Bridges into Washington and about 3.5 square miles of downtown will be closed Tuesday. The security perimeter covers more of the city than in previous inaugurations.
Thousands of extra police, military troops and law enforcement agents, including plain clothes officers roaming the crowds, will be on hand to handle the potentially 2 million people who could descend on the nation's capital.
People attending the ceremony and parade can expect to be searched by machines, security personnel or both. Precautions will range from the routine - magnetometers, like those used at airports - to countersnipers trained to hit a target the size of a teacup saucer from 1,000 yards away.
There will be undercover officers, bomb sniffing dogs and air patrols. Washington's 5,265 surveillance cameras, spread around the city, are expected to be fed into a multi-agency command center. Including the Secret Service, 58 federal, state and local law enforcement agencies are providing security.
"We're nearing the event and all of the planning that we've been doing for all this time is starting to come together," Secret Service spokesman Malcolm Wiley said.
The agency is the overall lead for security, but issues and operational decisions are handled collaboratively by all involved, Wiley said.
Security commanders will be a central command center. As different situations arise, they will talk to each other about how to address them. If a decision is made, for instance, to use tear gas, the commander of the jurisdiction of the incident will give instructions. So if the incident is on the National Mall, it would be the Park Police communicating the orders to the officers in the field.

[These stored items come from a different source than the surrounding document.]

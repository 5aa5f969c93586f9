//! Report types produced by the detection engine.

use chrono::{DateTime, Utc};
use serde::{Deserialize, Serialize};
use uuid::Uuid;

use postpulse_core::{DetectionStrategy, ItemId, MetricKind};

use crate::pipeline::metrics::BatchTiming;

/// Severity of a single metric's deviation.
#[derive(Debug, Clone, Copy, PartialEq, Eq, PartialOrd, Ord, Hash, Serialize, Deserialize)]
#[serde(rename_all = "SCREAMING_SNAKE_CASE")]
pub enum AnomalyLevel {
    Normal,
    Mild,
    Moderate,
    Severe,
}

/// Overall verdict for one item.
#[derive(Debug, Clone, Copy, PartialEq, Eq, Hash, Serialize, Deserialize)]
#[serde(rename_all = "SCREAMING_SNAKE_CASE")]
pub enum AnomalyStatus {
    Normal,
    /// Outperforming the batch.
    GoodAnomaly,
    /// Underperforming the batch.
    BadAnomaly,
}

impl std::fmt::Display for AnomalyStatus {
    fn fmt(&self, f: &mut std::fmt::Formatter<'_>) -> std::fmt::Result {
        match self {
            AnomalyStatus::Normal => write!(f, "NORMAL"),
            AnomalyStatus::GoodAnomaly => write!(f, "GOOD_ANOMALY"),
            AnomalyStatus::BadAnomaly => write!(f, "BAD_ANOMALY"),
        }
    }
}

impl std::fmt::Display for AnomalyLevel {
    fn fmt(&self, f: &mut std::fmt::Formatter<'_>) -> std::fmt::Result {
        match self {
            AnomalyLevel::Normal => write!(f, "NORMAL"),
            AnomalyLevel::Mild => write!(f, "MILD"),
            AnomalyLevel::Moderate => write!(f, "MODERATE"),
            AnomalyLevel::Severe => write!(f, "SEVERE"),
        }
    }
}

/// Which path produced an [`AnomalyReport`].
#[derive(Debug, Clone, Copy, PartialEq, Eq, Hash, Serialize, Deserialize)]
#[serde(rename_all = "SCREAMING_SNAKE_CASE")]
pub enum ReportBasis {
    /// Per-metric evaluators plus the weighted composite classifier.
    Statistical,
    /// Read-count bands used when the batch is too small for statistics.
    AbsoluteThreshold,
    /// Sequential z-score / IQR rules.
    LegacyThreshold,
}

/// Deviation analysis of one metric for one item.
#[derive(Debug, Clone, PartialEq, Serialize, Deserialize)]
#[serde(rename_all = "camelCase")]
pub struct MetricResult {
    pub metric: MetricKind,
    pub value: f64,
    pub mean: f64,
    pub std_dev: f64,
    pub z_score: f64,
    /// Share of batch values at or below `value`, 0..=100.
    pub percentile: f64,
    /// Composite weight; absent when the metric is unscored or had no data.
    #[serde(skip_serializing_if = "Option::is_none", default)]
    pub weight: Option<f64>,
    pub deviation_text: String,
    pub level: AnomalyLevel,
    /// Number of batch values behind the statistics. 0 means no data.
    pub sample_size: usize,
}

impl MetricResult {
    pub fn is_anomalous(&self) -> bool {
        self.level != AnomalyLevel::Normal
    }

    /// Direction of a non-NORMAL metric: above the batch by z or percentile.
    pub fn is_positive(&self) -> bool {
        self.z_score > 0.0 || self.percentile > 50.0
    }
}

/// Classification of one item.
#[derive(Debug, Clone, PartialEq, Serialize, Deserialize)]
#[serde(rename_all = "camelCase")]
pub struct AnomalyReport {
    pub results: Vec<MetricResult>,
    pub overall_status: AnomalyStatus,
    /// Always within 0..=100.
    pub overall_score: f64,
    pub basis: ReportBasis,
}

#[derive(Debug, Clone, PartialEq, Serialize, Deserialize)]
#[serde(rename_all = "camelCase")]
pub struct ItemReport {
    pub item_id: ItemId,
    pub report: AnomalyReport,
}

/// Status counts over a batch.
#[derive(Debug, Clone, Default, PartialEq, Eq, Serialize, Deserialize)]
#[serde(rename_all = "camelCase")]
pub struct BatchSummary {
    pub total: usize,
    pub normal: usize,
    pub good_anomaly: usize,
    pub bad_anomaly: usize,
    /// Reports produced by the small-sample absolute-threshold path.
    pub fallback_used: usize,
}

impl BatchSummary {
    pub fn from_reports(items: &[ItemReport]) -> Self {
        items.iter().fold(
            Self {
                total: items.len(),
                ..Self::default()
            },
            |mut acc, item| {
                match item.report.overall_status {
                    AnomalyStatus::Normal => acc.normal += 1,
                    AnomalyStatus::GoodAnomaly => acc.good_anomaly += 1,
                    AnomalyStatus::BadAnomaly => acc.bad_anomaly += 1,
                }
                if item.report.basis == ReportBasis::AbsoluteThreshold {
                    acc.fallback_used += 1;
                }
                acc
            },
        )
    }
}

/// Result of one `detect` run over a batch.
#[derive(Debug, Clone, Serialize, Deserialize)]
#[serde(rename_all = "camelCase")]
pub struct BatchReport {
    pub run_id: Uuid,
    pub generated_at: DateTime<Utc>,
    pub strategy: DetectionStrategy,
    /// One entry per input item, in input order.
    pub items: Vec<ItemReport>,
    pub summary: BatchSummary,
    pub timing: BatchTiming,
}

Chertoff, whose department includes the Secret Service, will not leave his position until the day after Obama is sworn in. Chertoff will be the only member of President Bush's Cabinet - except Defense Secretary Robert Gates, whom Obama asked to keep that job - to remain in his position after Bush leaves office.
Thousands of officers from 40 police jurisdictions will line the 137-mile route from Philadelphia to Washington on Saturday. Crowds are expected to gather at numerous spots, including overpasses, parking lots and commuter train stations. Obama is retracing the journey of Abraham Lincoln, who also rode to his inauguration on a train from Philadelphia. Lincoln was smuggled under cover of darkness from one train station to another to avoid a feared assassination attempt.

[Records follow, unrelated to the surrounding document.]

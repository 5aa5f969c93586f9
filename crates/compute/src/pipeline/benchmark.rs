//! Per-brand engagement averages and top performers.

use indexmap::IndexMap;
use serde::{Deserialize, Serialize};
use tracing::warn;

use postpulse_core::{ContentItem, ItemId};

use crate::types::{AnomalyStatus, ItemReport};

/// Aggregates for one brand.
#[derive(Debug, Clone, PartialEq, Serialize, Deserialize)]
#[serde(rename_all = "camelCase")]
pub struct BrandBenchmark {
    pub brand: String,
    pub item_count: usize,
    /// `None` when no item of the brand reports the counter.
    pub avg_reads: Option<f64>,
    pub avg_interactions: Option<f64>,
    pub avg_shares: Option<f64>,
    /// GOOD_ANOMALY items, most reads first.
    pub top_good: Vec<ItemId>,
}

#[derive(Default)]
struct Accumulator<'a> {
    items: usize,
    reads: Vec<i64>,
    interactions: Vec<i64>,
    shares: Vec<i64>,
    good: Vec<&'a ContentItem>,
}

fn average(values: &[i64]) -> Option<f64> {
    if values.is_empty() {
        None
    } else {
        // Summed as f64: counters are unbounded and an i64 sum can overflow.
        Some(values.iter().map(|&v| v as f64).sum::<f64>() / values.len() as f64)
    }
}

/// Group `batch` by brand in first-seen order.
///
/// `reports` must be in batch order, as returned by `detect`. Items without
/// a brand are left out.
pub fn brand_benchmarks(batch: &[ContentItem], reports: &[ItemReport], limit: usize) -> Vec<BrandBenchmark> {
    let mut brands: IndexMap<&str, Accumulator<'_>> = IndexMap::new();

    for (item, report) in batch.iter().zip(reports) {
        if item.id != report.item_id {
            warn!(item = %item.id, report = %report.item_id, "report out of batch order, skipping");
            continue;
        }
        let Some(brand) = item.brand.as_deref().filter(|b| !b.is_empty()) else {
            continue;
        };
        let acc = brands.entry(brand).or_default();
        acc.items += 1;
        acc.reads.extend(item.read_count.filter(|v| *v >= 0));
        acc.interactions.extend(item.interaction_count.filter(|v| *v >= 0));
        acc.shares.extend(item.share_count.filter(|v| *v >= 0));
        if report.report.overall_status == AnomalyStatus::GoodAnomaly {
            acc.good.push(item);
        }
    }

    brands
        .into_iter()
        .map(|(brand, mut acc)| {
            acc.good
                .sort_by_key(|item| std::cmp::Reverse(item.read_count.unwrap_or(0)));
            BrandBenchmark {
                brand: brand.to_string(),
                item_count: acc.items,
                avg_reads: average(&acc.reads),
                avg_interactions: average(&acc.interactions),
                avg_shares: average(&acc.shares),
                top_good: acc.good.iter().take(limit).map(|i| i.id.clone()).collect(),
            }
        })
        .collect()
}

#[cfg(test)]
mod tests {
    use super::*;
    use crate::types::{AnomalyReport, ReportBasis};

    fn report(id: &str, status: AnomalyStatus) -> ItemReport {
        ItemReport {
            item_id: id.to_string(),
            report: AnomalyReport {
                results: Vec::new(),
                overall_status: status,
                overall_score: 50.0,
                basis: ReportBasis::Statistical,
            },
        }
    }

    #[test]
    fn groups_in_first_seen_order_with_top_good() {
        let batch = vec![
            ContentItem::new("a1").with_brand("Acme").with_reads(100).with_shares(4),
            ContentItem::new("b1").with_brand("Bolt").with_reads(900),
            ContentItem::new("a2").with_brand("Acme").with_reads(300).with_interactions(30),
            ContentItem::new("a3").with_brand("Acme").with_reads(500),
            ContentItem::new("x").with_reads(10_000),
        ];
        let reports = vec![
            report("a1", AnomalyStatus::GoodAnomaly),
            report("b1", AnomalyStatus::Normal),
            report("a2", AnomalyStatus::GoodAnomaly),
            report("a3", AnomalyStatus::GoodAnomaly),
            report("x", AnomalyStatus::GoodAnomaly),
        ];

        let out = brand_benchmarks(&batch, &reports, 2);
        assert_eq!(out.len(), 2);
        assert_eq!(out[0].brand, "Acme");
        assert_eq!(out[0].item_count, 3);
        assert_eq!(out[0].avg_reads, Some(300.0));
        assert_eq!(out[0].avg_interactions, Some(30.0));
        assert_eq!(out[0].avg_shares, Some(4.0));
        assert_eq!(out[0].top_good, vec!["a3".to_string(), "a2".to_string()]);

        assert_eq!(out[1].brand, "Bolt");
        assert!(out[1].top_good.is_empty());
        assert_eq!(out[1].avg_shares, None);
    }

    #[test]
    fn huge_counters_average_without_overflow() {
        let base = i64::MAX / 2;
        let batch: Vec<_> = (0..4)
            .map(|i| ContentItem::new(format!("a{i}")).with_brand("Acme").with_reads(base + i))
            .collect();
        let reports: Vec<_> = batch
            .iter()
            .map(|item| report(&item.id, AnomalyStatus::Normal))
            .collect();

        let out = brand_benchmarks(&batch, &reports, 5);
        let avg = out[0].avg_reads.unwrap();
        let expected = base as f64 + 1.5;
        assert!((avg - expected).abs() / expected < 1e-12, "avg {avg}");
    }

    #[test]
    fn misaligned_reports_are_skipped() {
        let batch = vec![ContentItem::new("a").with_brand("Acme").with_reads(1)];
        let reports = vec![report("zzz", AnomalyStatus::Normal)];
        assert!(brand_benchmarks(&batch, &reports, 5).is_empty());
    }
}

The Metropolitan Police Department's 4,100 officers and an additional 4,064 officers from police departments across the country will be on duty, said John Cohen, a senior adviser in the terrorism information sharing office of the director of national intelligence. Cohen said they have all completed a special online training course to help them detect and report suspicious activity that could be related to terrorism, such as photographing restricted sites, collecting information about secure areas and stealing official uniforms.
The city has also trained some employees in the public works department, said Patrick Burke, the police department's assistant chief for homeland security. "The purpose is to get as many people collecting suspicious activity reporting as possible," Burke said.
The FBI has started a system to share tips about possible terrorist threats with local police agencies.
For the first time, the president declared an emergency in the District of Columbia in advance of the inauguration. That will cover 100 percent of eligible local inauguration costs for emergency protective measures on Tuesday. It is in addition to the $15 million Congress set aside for Washington inauguration security costs.
The large crowds predicted for the events raise logistical, security and public safety concerns.
"It only takes a minor event to create a stampede of people," said Wendell Shingler, former director of the Federal Protective Service, which provides security around government buildings.